§ **Task instructions**
Search the records for the string "derive" and return each line that has it.

§ **Data under study**
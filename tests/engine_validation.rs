// Copyright (c) 2024 The Botho Foundation

//! Integration tests for engine validation and gating.
//!
//! These exercise the full validation flow over scripted node surfaces:
//! - the happy path from a fresh engine to dispatching gated actions
//! - a locked node that gets unlocked while the retry schedule runs
//! - retry exhaustion against an unreachable node
//! - lock-state reporting through `validate_node`

use std::sync::atomic::{AtomicUsize, Ordering};
use std::sync::Arc;
use std::time::Duration;

use async_trait::async_trait;
use ledger_engine::rpc::proto::{
    AddressKind, ChainInfo, GenSeedResponse, GetInfoResponse, NewAddressResponse,
    SendPaymentResponse,
};
use ledger_engine::rpc::{LedgerRpc, WalletUnlockerRpc};
use ledger_engine::{Engine, EngineError, GiveUp, Network, RetryPolicy};
use tonic::{Code, Status};

fn init_logging() {
    let _ = tracing_subscriber::fmt().with_test_writer().try_init();
}

fn quick_policy(attempts: u32) -> RetryPolicy {
    RetryPolicy {
        base_delay: Duration::from_millis(1),
        multiplier: 1.0,
        give_up: GiveUp::Attempts(attempts),
    }
}

fn mainnet_bitcoin_info() -> GetInfoResponse {
    GetInfoResponse {
        version: "0.19.2".to_string(),
        identity_pubkey: "02deadbeef".to_string(),
        block_height: 830_000,
        synced_to_chain: true,
        chains: vec![ChainInfo {
            chain: "bitcoin".to_string(),
            network: "mainnet".to_string(),
        }],
    }
}

/// A node whose wallet stays locked for a scripted number of status
/// calls, then unlocks. The unlocker surface always answers.
struct UnlockableNode {
    locked_replies_left: AtomicUsize,
    seed_reachable: bool,
}

impl UnlockableNode {
    fn locked_for(calls: usize) -> Self {
        Self {
            locked_replies_left: AtomicUsize::new(calls),
            seed_reachable: true,
        }
    }

    fn permanently_locked_and_unreachable() -> Self {
        Self {
            locked_replies_left: AtomicUsize::new(usize::MAX),
            seed_reachable: false,
        }
    }
}

#[async_trait]
impl WalletUnlockerRpc for UnlockableNode {
    async fn gen_seed(&self) -> Result<GenSeedResponse, Status> {
        if self.seed_reachable {
            Ok(GenSeedResponse::default())
        } else {
            Err(Status::new(Code::Unavailable, "connection refused"))
        }
    }
}

#[async_trait]
impl LedgerRpc for UnlockableNode {
    async fn get_info(&self) -> Result<GetInfoResponse, Status> {
        let still_locked = self
            .locked_replies_left
            .fetch_update(Ordering::SeqCst, Ordering::SeqCst, |left| {
                left.checked_sub(1)
            })
            .is_ok();

        if still_locked {
            Err(Status::new(Code::Unimplemented, "wallet locked"))
        } else {
            Ok(mainnet_bitcoin_info())
        }
    }

    async fn new_address(&self, _kind: AddressKind) -> Result<NewAddressResponse, Status> {
        Ok(NewAddressResponse {
            address: "3NestedWitnessDepositAddr".to_string(),
        })
    }

    async fn send_payment(&self, _payment_request: &str) -> Result<SendPaymentResponse, Status> {
        Ok(SendPaymentResponse {
            payment_error: String::new(),
            payment_preimage: vec![0xab; 32],
            payment_hash: vec![0xcd; 32],
        })
    }
}

/// A node that never answers anything.
struct DownNode;

#[async_trait]
impl WalletUnlockerRpc for DownNode {
    async fn gen_seed(&self) -> Result<GenSeedResponse, Status> {
        Err(Status::new(Code::DeadlineExceeded, "deadline exceeded"))
    }
}

#[async_trait]
impl LedgerRpc for DownNode {
    async fn get_info(&self) -> Result<GetInfoResponse, Status> {
        Err(Status::new(Code::Unavailable, "connection refused"))
    }

    async fn new_address(&self, _kind: AddressKind) -> Result<NewAddressResponse, Status> {
        Err(Status::new(Code::Unavailable, "connection refused"))
    }

    async fn send_payment(&self, _payment_request: &str) -> Result<SendPaymentResponse, Status> {
        Err(Status::new(Code::Unavailable, "connection refused"))
    }
}

fn engine_on<N>(node: N, attempts: u32) -> Engine
where
    N: LedgerRpc + WalletUnlockerRpc + 'static,
{
    let node = Arc::new(node);
    Engine::from_parts(
        "BTC",
        Network::Mainnet,
        node.clone(),
        node,
        quick_policy(attempts),
    )
    .unwrap()
}

#[tokio::test]
async fn test_fresh_engine_validates_and_dispatches() {
    init_logging();
    let engine = engine_on(UnlockableNode::locked_for(0), 3);

    // Nothing dependent dispatches before validation.
    let err = engine.pay_invoice("lnbc10u1p...").await.unwrap_err();
    assert_eq!(err.to_string(), "BTC Engine is not available");

    engine.validate_engine().await;
    assert!(engine.state().available());
    assert!(engine.state().unlocked());
    assert!(engine.state().validated());

    let address = engine.create_new_address().await.unwrap();
    assert_eq!(address, "3NestedWitnessDepositAddr");
    engine.pay_invoice("lnbc10u1p...").await.unwrap();
}

#[tokio::test]
async fn test_node_unlocked_while_retry_schedule_runs() {
    init_logging();
    // Two validation attempts see a locked wallet before the lock
    // clears: each failed attempt burns one status call.
    let engine = engine_on(UnlockableNode::locked_for(2), 5);

    engine.validate_engine().await;

    assert!(engine.state().available());
    assert!(engine.state().unlocked());
    assert!(engine.state().validated());
}

#[tokio::test]
async fn test_unreachable_node_exhausts_quietly() {
    init_logging();
    let engine = engine_on(DownNode, 2);

    // Exhaustion is logged, not returned; the flags stay down and the
    // gate keeps refusing.
    engine.validate_engine().await;
    assert!(!engine.state().available());

    let err = engine.create_new_address().await.unwrap_err();
    assert_eq!(err.to_string(), "BTC Engine is not available");

    // A later run starts a fresh schedule and can still succeed.
    let engine = engine_on(UnlockableNode::locked_for(0), 2);
    engine.validate_engine().await;
    assert!(engine.state().validated());
}

#[tokio::test]
async fn test_validate_node_reports_lock_state_without_failing() {
    init_logging();
    let engine = engine_on(UnlockableNode::locked_for(usize::MAX - 1), 1);

    // Locked but reachable: resolves cleanly, the flag carries the news.
    let validated = engine.validate_node().await.unwrap();
    assert!(validated);
    assert!(!engine.state().unlocked());
}

#[tokio::test]
async fn test_validate_node_locked_and_unreachable_is_an_error() {
    init_logging();
    let engine = engine_on(UnlockableNode::permanently_locked_and_unreachable(), 1);

    let err = engine.validate_node().await.unwrap_err();
    assert!(matches!(err, EngineError::NodeUnreachable { .. }));
    assert!(err.to_string().contains("bitcoin"));
}
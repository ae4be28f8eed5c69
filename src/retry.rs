// Copyright (c) 2024 The Botho Foundation

//! Exponential backoff for async operations.
//!
//! Domain-independent: the unit of work, the give-up bound, and the
//! per-attempt failure hook are all supplied by the caller. The engine
//! uses this to drive validation, but nothing here knows about probes.

use std::fmt;
use std::future::Future;
use std::time::Duration;

use tokio::time::Instant;

/// When to stop retrying.
#[derive(Debug, Clone, Copy, PartialEq, Eq)]
pub enum GiveUp {
    /// Stop after this many failed attempts.
    Attempts(u32),
    /// Stop once this much time has passed since the first attempt.
    Elapsed(Duration),
}

/// Backoff parameters. Stateless; each `retry_with_backoff` call starts
/// a fresh cursor.
#[derive(Debug, Clone, Copy, PartialEq)]
pub struct RetryPolicy {
    /// Delay before the second attempt.
    pub base_delay: Duration,
    /// Growth factor applied to the delay after every failed attempt.
    pub multiplier: f64,
    pub give_up: GiveUp,
}

impl Default for RetryPolicy {
    /// Roughly a day of patience: nodes can spend a long time syncing a
    /// chain before they answer status calls.
    fn default() -> Self {
        Self {
            base_delay: Duration::from_secs(5),
            multiplier: 1.5,
            give_up: GiveUp::Attempts(24),
        }
    }
}

impl GiveUp {
    fn reached(&self, attempts: u32, elapsed: Duration) -> bool {
        match self {
            GiveUp::Attempts(max) => attempts >= *max,
            GiveUp::Elapsed(max) => elapsed >= *max,
        }
    }
}

/// The retry bound was exceeded; carries the final failure.
#[derive(Debug)]
pub struct RetryExhausted<E> {
    pub attempts: u32,
    pub last_error: E,
}

impl<E: fmt::Display> fmt::Display for RetryExhausted<E> {
    fn fmt(&self, f: &mut fmt::Formatter<'_>) -> fmt::Result {
        write!(
            f,
            "gave up after {} attempts, last error: {}",
            self.attempts, self.last_error
        )
    }
}

impl<E: fmt::Debug + fmt::Display> std::error::Error for RetryExhausted<E> {}

/// Run `operation` until it succeeds or the policy's bound is reached.
///
/// `on_attempt_failure` is invoked with the error and the 1-based
/// attempt number after every failed attempt, including the last one.
/// Exhaustion is returned, not raised per attempt; the caller decides
/// whether it is fatal.
pub async fn retry_with_backoff<Op, Fut, E, F>(
    mut operation: Op,
    policy: &RetryPolicy,
    mut on_attempt_failure: F,
) -> Result<(), RetryExhausted<E>>
where
    Op: FnMut() -> Fut,
    Fut: Future<Output = Result<(), E>>,
    F: FnMut(&E, u32),
{
    let started = Instant::now();
    let mut delay = policy.base_delay;
    let mut attempts = 0u32;

    loop {
        attempts += 1;
        match operation().await {
            Ok(()) => return Ok(()),
            Err(error) => {
                on_attempt_failure(&error, attempts);
                if policy.give_up.reached(attempts, started.elapsed()) {
                    return Err(RetryExhausted {
                        attempts,
                        last_error: error,
                    });
                }
            }
        }

        tokio::time::sleep(delay).await;
        delay = delay.mul_f64(policy.multiplier);
    }
}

§ **Task solution**
#[derive(Debug, Clone, Copy, PartialEq, Eq)]
#[derive(Debug, Clone, Copy, PartialEq)]
#[derive(Debug)]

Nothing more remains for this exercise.